The appellant offered to prove that Creel was a violent and dangerous man when drinking, and this was determined to be incompetent by the court below, and under the circumstances we think such testimony should have been rejected. There is no proof that Creel was drunk, but some testimony that he had taken a drink or two and had a bottle of whiskey with him. Besides, the appellant had the full benefit of such testimony. Witness after witness spoke of his being a violent and dangerous man, and in stronger terms than is contained in the avowal made as to what would be proven by the rejected witness.
The objection to the instructions, based on the idea that as to the crime of manslaughter the judge had lost sight of the question as to reasonable doubt, ought not to prevail. The court in instructing the jury in regard to murder also told them that if they entertained a reasonable doubt of the defendants being proved guilty of any offense they must acquit him-. In instruction 4, under which the conviction was had, the jury was told that if they had a reasonable doubt as to his being guilty of murder, if they should believe from the evidence that he was guilty of manslaughter (defining it) they must find him guilty. The words “reasonable doubt” are omitted in this particular instruction, but in the instruction following, No. 5, the court said: “If you do not believe from the evidence beyond a reasonable doubt that defendant cut and wounded Creel as set out in instructions Nos. 1, 2 and 4, but shall believe from the evidence that he wilfully and feloniously aided John Hulsey, * * * you must find him guilty.” So it is manifest, we think, that the jury fully understood the issue submitted to them, and that they were to give the accused the benefit of a reasonable [936]*936doubt. It ran through the entire instructions in the one form or the other, and no jury could well have been selected without intelligence sufficient to enable them to understand, under the instructions, that the benefit of the reasonable doubt must be given the accused. It would be reversing the case upon the merest technicality to decide otherwise, and in effect a reflection on the intelligence of the jury trying appellant’s case.
It is also said that the court erred in assuming that John Hulsey did the cutting or killing. The proof is positive that Hulsey shot the deceased after deceased was struck with the ax, and as to his guilt there is no doubt, and the court did not prejudice appellant’s cause by assuming that fact. Nor was there any error in the seventh instruction. It was, to say the least of it, presenting the jury a mere abstract proposition with no evidence to support it, but was more favorable to the accused than to the commonwealth. There was proof that Davis was seen running away after the killing, and the jury might have inferred that he had abandoned his felonious purpose.
The accused was given the full benefit of the law of self-defense. The jury was told that if the mission of Davis was one of peace and that he acted only in self-defense he was entitled to an acquittal, and further that if the assault was made by Creel on either the accused or John Hulsey, and was such as endangered the life of either, or of their suffering great bodily harm, they had the right if they had no other apparent means of escape to kill Creel, and were not compelled to retreat. The whole issue was fairly presented to the jury, and under the instructions given every defense to which the accused was entitled could have been and was made by his able counsel.

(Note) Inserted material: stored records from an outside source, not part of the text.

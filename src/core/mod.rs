//! The core module of the alignment engine.
//!
//! This module contains the pieces every other layer depends on:
//! - Configuration management ([`config`])
//! - Error handling ([`errors`])

pub mod config;
pub mod errors;

pub use config::{AlignConfig, ConfigError, ConfigValidator, ParallelPolicy};
pub use errors::{KvMapError, KvMapResult, ProcessingStage};
//! Configuration management for the alignment pipeline.
//!
//! This module provides the tunable thresholds of the pipeline, the batch
//! parallelism policy, and the validation trait they share.

pub mod align;
pub mod errors;
pub mod parallel;

// Re-export commonly used types
pub use align::AlignConfig;
pub use errors::{ConfigError, ConfigValidator};
pub use parallel::ParallelPolicy;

The instruction as to' reasonable doubt and the necessity of the jury believing that every essential fact had been established beyond a reasonable doubt was properly refused, and although sometimes given, it is but a repetition of what the jury had already been told. The facts necessary to establish guilt had been set forth in the instructions preceding it, and these facts they were to believe beyond a reasonable doubt. The instruction rejected is calculated to lead the mind of the jury from the material facts of the case, and to invite an inquiry as to the probable existence of facts that may not be material to establish the guilt of the accused. The jury trying this case we have no doubt fully understood all the issues and their [937]*937duty to the commonwealth ■ and the accused. While the punishment is severe, it is nevertheless lenient, and we see no reason for reversing it.
Judgment affirmed.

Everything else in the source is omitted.